◆ HOW TO COMPLETE THIS TASK
Copy out all lines of the material below in which "Physical" occurs.

** INPUT FOR THIS TASK follows **

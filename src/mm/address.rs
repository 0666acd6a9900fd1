//! Address types and the user/kernel split
//!
//! Frames and user pages are named by distinct newtypes so a user pointer
//! can never be handed to the page pool, or a frame to the translator.
//!
//! # Address Space Layout
//! - User space: `[0, USER_TOP)`
//! - Kernel space: `[USER_TOP, usize::MAX]`
//! - User frames are handed out from a pool starting at `USER_POOL_BASE`

use core::fmt;

pub const PAGE_SIZE: usize = 4096;
pub const PAGE_MASK: usize = PAGE_SIZE - 1;
/// log2 of [`PAGE_SIZE`].
pub const PAGE_SHIFT: usize = 12;

/// First address that belongs to the kernel. Every user address is strictly
/// below this boundary.
pub const USER_TOP: usize = 0xC000_0000;

/// Physical address of the first frame in the user page pool.
pub const USER_POOL_BASE: usize = 0x0010_0000;

/// Address of a byte of user-pool memory.
///
/// Physical addresses cannot be dereferenced directly; the kernel reaches
/// frame contents through a [`PageSource`](super::phys::PageSource).
#[derive(Clone, Copy, PartialEq, Eq, PartialOrd, Ord, Hash)]
#[repr(transparent)]
pub struct PhysAddr(usize);

impl PhysAddr {
    #[inline]
    pub const fn new(addr: usize) -> Self {
        Self(addr)
    }

    #[inline]
    pub const fn as_usize(self) -> usize {
        self.0
    }

    #[inline]
    pub const fn is_aligned(self) -> bool {
        self.page_offset() == 0
    }

    /// Start of the frame containing this address.
    #[inline]
    pub const fn align_down(self) -> Self {
        Self(self.0 & !PAGE_MASK)
    }

    #[inline]
    pub const fn page_offset(self) -> usize {
        self.0 & PAGE_MASK
    }

    /// The address `offset` bytes further on. Frame addresses never come
    /// near `usize::MAX`, so this does not check for overflow.
    #[inline]
    pub const fn offset(self, offset: usize) -> Self {
        Self(self.0 + offset)
    }
}

impl fmt::Debug for PhysAddr {
    fn fmt(&self, f: &mut fmt::Formatter<'_>) -> fmt::Result {
        write!(f, "PhysAddr({:#010x})", self.0)
    }
}

impl fmt::Display for PhysAddr {
    fn fmt(&self, f: &mut fmt::Formatter<'_>) -> fmt::Result {
        write!(f, "{:#010x}", self.0)
    }
}

/// A virtual memory address as seen by a user process.
///
/// Nothing about a `VirtAddr` says it is safe to touch: user-supplied values
/// have to go through the translator in [`crate::syscall::uaccess`] first.
#[derive(Clone, Copy, PartialEq, Eq, PartialOrd, Ord, Hash)]
#[repr(transparent)]
pub struct VirtAddr(usize);

impl VirtAddr {
    #[inline]
    pub const fn new(addr: usize) -> Self {
        Self(addr)
    }

    #[inline]
    pub const fn as_usize(self) -> usize {
        self.0
    }

    #[inline]
    pub const fn is_aligned(self) -> bool {
        self.page_offset() == 0
    }

    /// Start of the user page containing this address.
    #[inline]
    pub const fn align_down(self) -> Self {
        Self(self.0 & !PAGE_MASK)
    }

    #[inline]
    pub const fn page_offset(self) -> usize {
        self.0 & PAGE_MASK
    }

    /// Virtual page number, the key page tables are indexed by.
    #[inline]
    pub const fn page_number(self) -> usize {
        self.0 >> PAGE_SHIFT
    }

    /// First address of virtual page `vpn`.
    #[inline]
    pub const fn from_page_number(vpn: usize) -> Self {
        Self(vpn << PAGE_SHIFT)
    }

    /// Number of bytes from this address to the end of its page.
    #[inline]
    pub const fn bytes_to_page_end(self) -> usize {
        PAGE_SIZE - self.page_offset()
    }

    /// Add an offset, returning `None` on overflow.
    #[inline]
    pub const fn checked_add(self, offset: usize) -> Option<Self> {
        match self.0.checked_add(offset) {
            Some(addr) => Some(Self(addr)),
            None => None,
        }
    }

    /// At or above the user/kernel split.
    #[inline]
    pub const fn is_kernel(self) -> bool {
        !self.is_user()
    }

    #[inline]
    pub const fn is_user(self) -> bool {
        self.0 < USER_TOP
    }
}

impl fmt::Debug for VirtAddr {
    fn fmt(&self, f: &mut fmt::Formatter<'_>) -> fmt::Result {
        write!(f, "VirtAddr({:#010x})", self.0)
    }
}

impl fmt::Display for VirtAddr {
    fn fmt(&self, f: &mut fmt::Formatter<'_>) -> fmt::Result {
        write!(f, "{:#010x}", self.0)
    }
}

#[cfg(test)]
mod tests {
    use super::*;

    #[test]
    fn test_user_kernel_split() {
        assert!(VirtAddr::new(USER_TOP - 1).is_user());
        assert!(VirtAddr::new(USER_TOP).is_kernel());
        assert!(!VirtAddr::new(USER_TOP).is_user());
    }

    #[test]
    fn test_offsets_within_page() {
        let addr = PhysAddr::new(0x0010_1234);
        assert_eq!(addr.page_offset(), 0x234);
        assert!(addr.align_down().is_aligned());
        assert_eq!(addr.align_down().offset(0x234), addr);

        let va = VirtAddr::new(0x0804_8ffe);
        assert_eq!(va.bytes_to_page_end(), 2);
        assert_eq!(va.align_down(), VirtAddr::new(0x0804_8000));
        assert_eq!(VirtAddr::from_page_number(va.page_number()), va.align_down());
    }

    #[test]
    fn test_checked_add_overflow() {
        assert_eq!(VirtAddr::new(usize::MAX).checked_add(1), None);
        assert_eq!(
            VirtAddr::new(0x1000).checked_add(0x10),
            Some(VirtAddr::new(0x1010))
        );
    }
}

** End of INPUT FOR THIS TASK **

◆ SOLUTION TO THE PROBLEM
/// Physical address of the first frame in the user page pool.
/// Physical addresses cannot be dereferenced directly; the kernel reaches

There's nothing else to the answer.